Blatter expressed "satisfaction" to the 150-strong all-party Parliamentary Football Group in the United Kingdom for a report recommending that the Football Association and respective English Leagues adopt the FIFA-proposed 6+5 rule.
If adopted, the controversial move would create a limit of five foreigners in any starting side -- but Blatter insists the restriction would not contravene European law.
"This report represents another important contribution to the ongoing debate as well as a new mark of support towards the cause we are advocating," said Blatter in a statement on the FIFA Web site.
"These recommendations are based on the need to protect national teams, promote youth development, safeguard and encourage clubs investing in training domestic talent, restore the competitiveness of competitions, and reach an harmonious development of football world-wide.
"In May 2008, the FIFA Congress in Sydney voted with an overwhelming majority in favor of a resolution on the 6+5 rule.
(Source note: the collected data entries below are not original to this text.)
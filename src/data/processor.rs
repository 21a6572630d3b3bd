//! Data Processor Module
//! Cleans the raw incident table: missing values, "NSA" sentinels, duplicates.

use crate::data::schema::{NSA_SENTINEL, SENTINEL_COLUMNS};
use polars::prelude::*;
use thiserror::Error;

#[derive(Error, Debug)]
pub enum ProcessorError {
    #[error("Polars error: {0}")]
    PolarsError(#[from] PolarsError),
}

/// Row counts before and after each cleaning step.
#[derive(Debug, Clone, Copy, Default, PartialEq, Eq)]
pub struct CleaningReport {
    pub rows_in: usize,
    pub dropped_missing: usize,
    pub dropped_sentinel: usize,
    pub dropped_duplicates: usize,
    pub rows_out: usize,
}

/// Removes rows that would distort the aggregates. Never edits a row.
pub struct DataProcessor;

impl DataProcessor {
    /// Drop incomplete rows, sentinel neighbourhoods and exact duplicates.
    pub fn clean(df: &DataFrame) -> Result<(DataFrame, CleaningReport), ProcessorError> {
        let rows_in = df.height();

        let complete = Self::drop_missing(df)?;
        let located = Self::drop_sentinels(&complete)?;
        let unique = Self::drop_duplicates(&located)?;

        let report = CleaningReport {
            rows_in,
            dropped_missing: rows_in - complete.height(),
            dropped_sentinel: complete.height() - located.height(),
            dropped_duplicates: located.height() - unique.height(),
            rows_out: unique.height(),
        };
        log::info!(
            "Cleaned incidents: {} in, {} missing, {} NSA, {} duplicate, {} kept",
            report.rows_in,
            report.dropped_missing,
            report.dropped_sentinel,
            report.dropped_duplicates,
            report.rows_out
        );

        Ok((unique, report))
    }

    /// Drop any row with a null in any column.
    pub fn drop_missing(df: &DataFrame) -> Result<DataFrame, ProcessorError> {
        Ok(df.clone().lazy().drop_nulls(None).collect()?)
    }

    /// Drop rows whose neighbourhood code or name is "NSA" at either resolution.
    ///
    /// Sentinel columns missing from the table are skipped.
    pub fn drop_sentinels(df: &DataFrame) -> Result<DataFrame, ProcessorError> {
        let predicate = SENTINEL_COLUMNS
            .iter()
            .filter(|name| df.column(name).is_ok())
            .map(|name| col(*name).cast(DataType::String).neq(lit(NSA_SENTINEL)))
            .reduce(|acc, expr| acc.and(expr));

        match predicate {
            Some(predicate) => Ok(df.clone().lazy().filter(predicate).collect()?),
            None => Ok(df.clone()),
        }
    }

    /// Keep the first of each group of identical rows, preserving order.
    pub fn drop_duplicates(df: &DataFrame) -> Result<DataFrame, ProcessorError> {
        Ok(df
            .clone()
            .lazy()
            .unique_stable(None, UniqueKeepStrategy::First)
            .collect()?)
    }
}

#[cfg(test)]
mod tests {
    use super::*;

    fn raw() -> DataFrame {
        df!(
            "MCI_CATEGORY" => [Some("Assault"), Some("Theft"), None, Some("Assault"), Some("Robbery"), Some("Assault")],
            "HOOD_140" => [Some("97"), Some("1"), Some("2"), Some("NSA"), Some("5"), Some("97")],
            "NEIGHBOURHOOD_140" => [Some("Yonge"), Some("Humber"), Some("X"), Some("NSA"), Some("NSA"), Some("Yonge")],
            "HOOD_158" => [Some("170"), Some("1"), Some("2"), Some("NSA"), Some("5"), Some("170")],
            "NEIGHBOURHOOD_158" => [Some("Yonge"), Some("Humber"), Some("X"), Some("NSA"), Some("Y"), Some("Yonge")]
        )
        .unwrap()
    }

    #[test]
    fn clean_applies_every_step() {
        let (clean, report) = DataProcessor::clean(&raw()).unwrap();

        assert_eq!(
            report,
            CleaningReport {
                rows_in: 6,
                dropped_missing: 1,
                dropped_sentinel: 2,
                dropped_duplicates: 1,
                rows_out: 2,
            }
        );
        let categories: Vec<_> = clean
            .column("MCI_CATEGORY")
            .unwrap()
            .str()
            .unwrap()
            .into_iter()
            .collect();
        assert_eq!(categories, vec![Some("Assault"), Some("Theft")]);
    }

    #[test]
    fn sentinel_filter_skips_absent_columns() {
        let df = df!(
            "MCI_CATEGORY" => ["Assault", "Theft"],
            "HOOD_140" => ["NSA", "1"]
        )
        .unwrap();

        let cleaned = DataProcessor::drop_sentinels(&df).unwrap();
        assert_eq!(cleaned.height(), 1);
    }

    #[test]
    fn table_without_neighbourhoods_is_untouched_by_sentinel_step() {
        let df = df!("MCI_CATEGORY" => ["NSA", "Theft"]).unwrap();
        assert_eq!(DataProcessor::drop_sentinels(&df).unwrap().height(), 2);
    }

    #[test]
    fn duplicates_keep_first_occurrence_in_order() {
        let df = df!(
            "A" => ["x", "y", "x", "z", "y"],
            "B" => ["1", "2", "1", "3", "9"]
        )
        .unwrap();

        let unique = DataProcessor::drop_duplicates(&df).unwrap();
        let a: Vec<_> = unique.column("A").unwrap().str().unwrap().into_iter().collect();
        assert_eq!(a, vec![Some("x"), Some("y"), Some("z"), Some("y")]);
    }

    #[test]
    fn empty_table_stays_empty() {
        let df = df!(
            "MCI_CATEGORY" => Vec::<String>::new(),
            "HOOD_140" => Vec::<String>::new()
        )
        .unwrap();
        let (clean, report) = DataProcessor::clean(&df).unwrap();
        assert_eq!(clean.height(), 0);
        assert_eq!(report.rows_out, 0);
    }
}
"It is important to make clear that FIFA has always been in favor of a step-by-step introduction of the 6+5 rule, ensuring that clubs have time to adjust the composition of their teams over a period of several years.
"FIFA has stressed previously that it wishes the 6+5 rule to be developed through a process of consultation, and this includes FIFA´s respect of existing legislation.
"During the past year I have been encouraged by the support of a growing number of football associations, prominent football personalities, the IOC and other sporting organisations around the world.
"In addition, representatives of the EU Member-States, in particular during the meeting of the EU Ministers of Sport in Biarritz last November, and other European institutions have also expressed their support of the same principles.
"Moreover, the recently-released INEA legal analysis concluded that this rule is not incompatible with EU law."